All CRISPR RNAs (crRNAs) were produced by in vitro transcription of commercially synthesized ssDNA oligos with an appended T7 promoter sequence (Sigma), as previously reported (Abudayyeh et al., 2019; Supplementary Table S2). The synthetized ssDNAs were annealed to a forward-directed T7 promoter primer (Sigma) to initiate in vitro transcription of crRNAs at 37°C overnight (8 h). All crRNAs were purified using the DIRECTZOL KIT from ZymoBiomics.

Cas12 Protein Purification and Assessment of Activity

LbCas12a protein from Lachnospiraceae bacterium (LbCas12a) was purified as previously described by Chen et al. (2018) and Ali et al. (2020) protocol. The target-specific endonuclease activity of Cas12a was tested and validated against a PCR product amplified from the PVX, PVY, and TMV CP coding sequences, as previously described (Ali et al., 2020). The collateral trans cleavage activity of LbCas12a was measured by providing the Hex-labeled ssDNA reporter (/5HEX/TTTTTTT/3IABkFQ/) in the restriction reaction. The fluorescence signal as a result of trans-cleavage activity of Cas12a was measured with the P51 Molecular Fluorescence Viewe¹.

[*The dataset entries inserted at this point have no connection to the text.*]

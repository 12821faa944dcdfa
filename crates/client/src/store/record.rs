//! Versioned record envelope.
//!
//! Records are stored as `{ "version": 1, "savedAt": "...", "data": ... }`.
//! Records without a `version` field predate the envelope and are handed to
//! a caller-supplied migration. Records with a newer version than
//! [`CURRENT_VERSION`] were written by a newer client and are ignored.

use chrono::{DateTime, Utc};
use serde::de::DeserializeOwned;
use serde::{Deserialize, Serialize};
use serde_json::Value;

use super::StoreError;

/// Envelope version written by this client.
pub const CURRENT_VERSION: u32 = 1;

#[derive(Serialize)]
#[serde(rename_all = "camelCase")]
struct EnvelopeRef<'a, T> {
    version: u32,
    saved_at: DateTime<Utc>,
    data: &'a T,
}

#[derive(Deserialize)]
#[serde(rename_all = "camelCase")]
struct Envelope {
    version: u32,
    #[serde(default)]
    saved_at: Option<DateTime<Utc>>,
    #[serde(default)]
    data: Value,
}

/// A successfully decoded record.
#[derive(Debug, Clone, PartialEq, Eq)]
pub enum Decoded<T> {
    /// Written in the current envelope format.
    Current(T),
    /// Migrated from the unversioned legacy shape; should be rewritten.
    Legacy(T),
}

impl<T> Decoded<T> {
    /// The decoded value.
    pub fn into_inner(self) -> T {
        match self {
            Self::Current(value) | Self::Legacy(value) => value,
        }
    }

    /// Whether the record came from the legacy shape.
    pub const fn is_legacy(&self) -> bool {
        matches!(self, Self::Legacy(_))
    }
}

/// Wrap `data` in a current-version envelope.
///
/// # Errors
///
/// Returns an error if `data` cannot be serialized.
pub fn encode<T: Serialize>(data: &T) -> Result<String, StoreError> {
    let envelope = EnvelopeRef {
        version: CURRENT_VERSION,
        saved_at: Utc::now(),
        data,
    };
    Ok(serde_json::to_string(&envelope)?)
}

/// Decode a stored record.
///
/// Returns `None` for malformed JSON, unknown future versions, and legacy
/// records `migrate` cannot convert. Each case is logged at `warn`.
pub fn decode<T, F>(key: &str, raw: &str, migrate: F) -> Option<Decoded<T>>
where
    T: DeserializeOwned,
    F: FnOnce(Value) -> Option<T>,
{
    let value: Value = match serde_json::from_str(raw) {
        Ok(value) => value,
        Err(e) => {
            tracing::warn!(key, error = %e, "Stored record is not valid JSON");
            return None;
        }
    };

    let is_enveloped = value.as_object().is_some_and(|o| o.contains_key("version"));
    if !is_enveloped {
        let migrated = migrate(value);
        if migrated.is_none() {
            tracing::warn!(key, "Legacy record could not be migrated");
        }
        return migrated.map(Decoded::Legacy);
    }

    let envelope: Envelope = match serde_json::from_value(value) {
        Ok(envelope) => envelope,
        Err(e) => {
            tracing::warn!(key, error = %e, "Stored record has a malformed envelope");
            return None;
        }
    };

    if envelope.version > CURRENT_VERSION {
        tracing::warn!(
            key,
            version = envelope.version,
            supported = CURRENT_VERSION,
            "Stored record was written by a newer client, ignoring"
        );
        return None;
    }
    if envelope.version < CURRENT_VERSION {
        tracing::warn!(key, version = envelope.version, "Unknown record version");
        return None;
    }

    match serde_json::from_value(envelope.data) {
        Ok(data) => {
            tracing::debug!(key, saved_at = ?envelope.saved_at, "Loaded stored record");
            Some(Decoded::Current(data))
        }
        Err(e) => {
            tracing::warn!(key, error = %e, "Stored record data is malformed");
            None
        }
    }
}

Design and Screening of RPA Primers

For each virus template (TMV NCBI ID: MK087763.1, PVX NCBI ID: M95516.1 and PVY NCBI ID: HM367076.1), 3–4 sets of RPA primers (Supplementary Table S3) were designed as per the manufacturer’s instructions to amplify a region of 100–200 bp. The length and melting temperatures of the primers varied from 30 to 35 bases and 54–67°C, respectively. All primers used in RPA assays were from Sigma. The efficiency of different sets of RPA primers was tested with in vitro-transcribed viral RNA, and the signal was examined using a Tecan plate reader (M200) or P51 Molecular Fluorescence Viewer.

iSCAN-Two-Pot (iSCAN-TP) Detection Assay

Total RNA extracted from infected plants was subjected to iSCAN-TP or iSCAN one-pot (iSCAN-OP) before being handed over to CRISPR/Cas-based detection in a two- or one-pot reaction, respectively. The fluorescent signal resulting from Cas12a-based collateral cleavage of the single-stranded DNA-fluorescent quencher (ssDNA-FQ) reporter was visualized via a fluorescence viewer (Figure 1A).

FIGURE 1

Figure 1. Optimization of the iSCAN-OP detection assay for PVX and PVY detection. (A) Workflow of RT-RPA coupled CRISPR/Cas12a based detection system. (B) A schematic view of the potato virus X (PVX) genome. Red arrows indicate the regions targeted by the RT-RPA coupled CRISPR/Cas12a based detection system. (C) End-point fluorescence visualization of the iSCAN-TP detection assay (in vitro transcribed RNA) with P51 Molecular Fluorescence Viewer. S1: Primer set 1, S2: Primer set 2, NTC: no template control. Values are shown in the graph as means ± SD (n = 3). (D) End-point fluorescence visualization of the iSCAN-OP detection assay (in vitro transcribed RNA) with P51 Molecular Fluorescence Viewer. S1: Primer set 1, S2: Primer set 2, NTC: no template control. Values are shown in the graph as means ± SD (n = 3). (E) End-point fluorescence visualization of the iSCAN-OP detection assay (in vitro transcribed RNA) with P51 Molecular Fluorescence Viewer. S1: Primer set 1, S2: Primer set 2, NTC: no template control. Values are shown in the graph as means ± SD (n = 3).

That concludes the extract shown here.